Timtschenko und Kolpakow verweisen auf die Spannungen, die Ende letzten Jahres entstanden, als Meduza als erster in Lettland ansässiger Sender öffentlich die unabhängige russische Mediengruppe TV Rain verteidigte, der aus dem baltischen Land ausgewiesen wurde, nachdem eine staatliche Rundfunkregulierungsbehörde Anklage wegen Bedrohung der nationale Sicherheit Lettlands erhoben hatte. Der Sender wurde dafür kritisiert, dass er eine Karte von Russland mit der besetzten Krim zeigte und dass ein Moderator die russischen Truppen als "unsere Armee" bezeichnete. TV Rain stellte den Zuschauern auch nicht wie vorgeschrieben lettische Untertitel zur Verfügung. Der Sender war gezwungen, seinen Betrieb in die Niederlande zu verlegen, und schürte das, was Presseberichte damals als wachsende Kluft zwischen der lettischen Mehrheit und der russischsprachigen Minderheit in Lettland bezeichneten.

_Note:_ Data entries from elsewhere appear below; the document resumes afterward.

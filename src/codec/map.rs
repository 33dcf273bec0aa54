use super::{BitCodec, FieldCodec};
use crate::bits::{BitReader, BitWriter};
use crate::error::Result;
use crate::schema::Schema;

/// Map codec. Keys are always strings, so only the value schema is written.
pub(crate) struct MapCodec<'a> {
    fields: &'a FieldCodec,
    depth: usize,
}

impl<'a> MapCodec<'a> {
    pub(crate) fn new(fields: &'a FieldCodec, depth: usize) -> Self {
        Self { fields, depth }
    }
}

impl<'a> BitCodec for MapCodec<'a> {
    type Item = Box<Schema>;

    fn validate(&self, value: &Box<Schema>) -> Result<()> {
        self.fields.validate_at(value, self.depth + 1)
    }

    fn size_of(&self, value: &Box<Schema>) -> Result<usize> {
        self.fields.size_of_at(value, self.depth + 1)
    }

    fn encode(&self, value: &Box<Schema>, buf: &mut BitWriter) -> Result<()> {
        self.fields.encode_at(value, buf, self.depth + 1)
    }

    fn decode(&self, buf: &mut BitReader) -> Result<Box<Schema>> {
        let value = self.fields.decode_at(buf, self.depth + 1)?;
        Ok(Box::new(value))
    }
}

#[cfg(test)]
mod test {
    use super::*;

    #[test]
    fn map_of_maps() {
        let fields = FieldCodec::new();
        let codec = MapCodec::new(&fields, 0);
        let value = Box::new(Schema::map(Schema::String));
        let mut w = BitWriter::new();
        codec.encode(&value, &mut w).unwrap();
        // Map tag (1011), String tag (0110)
        let bytes = w.into_bytes();
        assert_eq!(bytes, vec![0b1011_0110]);
        assert_eq!(codec.decode(&mut BitReader::new(&bytes)).unwrap(), value);
    }

    #[test]
    fn truncated_value() {
        let fields = FieldCodec::new();
        let codec = MapCodec::new(&fields, 0);
        assert!(codec.decode(&mut BitReader::new(&[])).is_err());
    }
}
use super::BitCodec;
use crate::bits::{BitReader, BitWriter};
use crate::error::{Error, Result};
use crate::kind::Kind;
use crate::name::NameCodec;
use crate::schema::EnumSchema;

const SYMBOL_COUNT_BITS: usize = 4;

/// Most symbols an enum can have.
pub const MAX_ENUM_SYMBOLS: usize = (1 << SYMBOL_COUNT_BITS) - 1;

/// Enum codec: the enum name, a 4-bit symbol count, then each symbol as a name.
pub(crate) struct EnumCodec<'a> {
    names: &'a NameCodec,
}

impl<'a> EnumCodec<'a> {
    pub(crate) fn new(names: &'a NameCodec) -> Self {
        Self { names }
    }

    fn check_count(&self, enumeration: &EnumSchema) -> Result<()> {
        if enumeration.symbols.len() > MAX_ENUM_SYMBOLS {
            return Err(Error::TooManyElements {
                kind: Kind::Enum,
                max: MAX_ENUM_SYMBOLS,
                actual: enumeration.symbols.len(),
            });
        }
        Ok(())
    }
}

impl<'a> BitCodec for EnumCodec<'a> {
    type Item = EnumSchema;

    fn validate(&self, enumeration: &EnumSchema) -> Result<()> {
        self.names.validate(&enumeration.name)?;
        self.check_count(enumeration)?;
        enumeration
            .symbols
            .iter()
            .try_for_each(|symbol| self.names.validate(symbol))
    }

    fn size_of(&self, enumeration: &EnumSchema) -> Result<usize> {
        self.check_count(enumeration)?;
        let mut size = self.names.size_of(&enumeration.name)? + SYMBOL_COUNT_BITS;
        for symbol in enumeration.symbols.iter() {
            size += self.names.size_of(symbol)?;
        }
        Ok(size)
    }

    fn encode(&self, enumeration: &EnumSchema, buf: &mut BitWriter) -> Result<()> {
        self.check_count(enumeration)?;
        self.names.encode(&enumeration.name, buf)?;
        buf.append(enumeration.symbols.len() as u64, SYMBOL_COUNT_BITS)?;
        for symbol in enumeration.symbols.iter() {
            self.names.encode(symbol, buf)?;
        }
        Ok(())
    }

    fn decode(&self, buf: &mut BitReader) -> Result<EnumSchema> {
        let name = self.names.decode(buf)?;
        let count = buf.read(SYMBOL_COUNT_BITS)? as usize;
        let symbols = (0..count)
            .map(|_| self.names.decode(buf))
            .collect::<Result<Vec<String>>>()?;
        Ok(EnumSchema { name, symbols })
    }
}

#[cfg(test)]
mod test {
    use super::*;

    fn enum_with(n: usize) -> EnumSchema {
        (0..n).fold(EnumSchema::new("Letters"), |e, i| {
            e.symbol(((b'A' + i as u8) as char).to_string())
        })
    }

    #[test]
    fn symbol_count_boundary() {
        let codec = EnumCodec::new(&NameCodec);
        assert!(codec.validate(&enum_with(MAX_ENUM_SYMBOLS)).is_ok());
        assert_eq!(
            codec.validate(&enum_with(16)),
            Err(Error::TooManyElements {
                kind: Kind::Enum,
                max: 15,
                actual: 16
            })
        );
    }

    #[test]
    fn symbols_keep_order() {
        let codec = EnumCodec::new(&NameCodec);
        let enumeration = EnumSchema::new("Dir")
            .symbol("WEST")
            .symbol("EAST")
            .symbol("NORTH");
        let mut w = BitWriter::new();
        codec.encode(&enumeration, &mut w).unwrap();
        assert_eq!(w.bit_len(), codec.size_of(&enumeration).unwrap());
        let bytes = w.into_bytes();
        assert_eq!(codec.decode(&mut BitReader::new(&bytes)).unwrap(), enumeration);
    }

    #[test]
    fn bad_symbol() {
        let codec = EnumCodec::new(&NameCodec);
        let enumeration = EnumSchema::new("E").symbol("OK").symbol("NOT-OK");
        assert_eq!(
            codec.validate(&enumeration),
            Err(Error::InvalidCharacter {
                name: "NOT-OK".into(),
                ch: '-'
            })
        );
    }
}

Die Meduza-Journalisten sagten, sie hätten einen offenen Brief zur Unterstützung der Pressefreiheit veröffentlicht, der die lettische Entscheidung kritisierte und von 300 Unterstützern unterzeichnet wurde. Sie bezeichnete den Schritt der Regulierungsbehörde als "unfair, falsch und in keinem Verhältnis zu den offiziellen Verstößen". Während der Brief die Verstöße von TV Rain als "falsch" bezeichnete, lobte er den russischen Sender im Exil auch als einen der "wenigen wirklich unabhängigen Mediensender", der ein großes Publikum in Russland behalten habe. Das Netzwerk, sagte Meduza, sei offensichtlich kremlfeindlich und gegen die Invasion der Ukraine.
Es ist diese Kritik, die die Journalisten als möglichen Anlass für die lettischen Behörden oder andere sehen, Meduza als Ziel der Überwachung ins Visier zu nehmen. Weder Lettland noch Deutschland – wo der Hack stattfand – haben angeboten, eine Untersuchung einzuleiten. Lettland genießt allgemein einen guten Ruf für den Schutz der Pressefreiheit. Ein Bericht des Außenministeriums über Menschenrechte aus dem Jahr 2022 ergab "keine glaubwürdigen Berichte", wonach die Regierung private Online-Kommunikation ohne entsprechende rechtliche Befugnis überwacht habe. Die lettische Botschaft in Washington sagte in einer Erklärung, dass Meduzas Arbeit, "objektive Informationen für das russische Publikum weltweit" bereitzustellen, "in Lettland weithin geschätzt" werde.
Ein Sprecher der Bundeskriminalamtes (BKA), das 2019 NSO-Kunde wurde, sagte, man werde keine Angaben zu Fähigkeiten oder Werkzeugen machen, die bei verdeckten Maßnahmen eingesetzt werden. Die Entwicklung erfolgte im Anschluss an eine monatelange Untersuchung eines Sonderausschusses des Europäischen Parlaments zum Spyware-Missbrauch durch europäische Regierungen, unter anderem in Ungarn, Spanien, Griechenland und Polen. Sophie in 't Veld, eine niederländische Europaabgeordnete, die die Untersuchung leitete, äußerte sich bestürzt über die jüngsten Entwicklungen und den offensichtlichen Einsatz "totalitärer Taktiken" innerhalb der EU-Staaten, die ihrer Meinung nach weiterhin Pegasus und andere Spyware-Tools ohne jegliche Verwendung verwendeten Intervention oder Aufsicht durch nationale Regierungen oder die Europäische Kommission.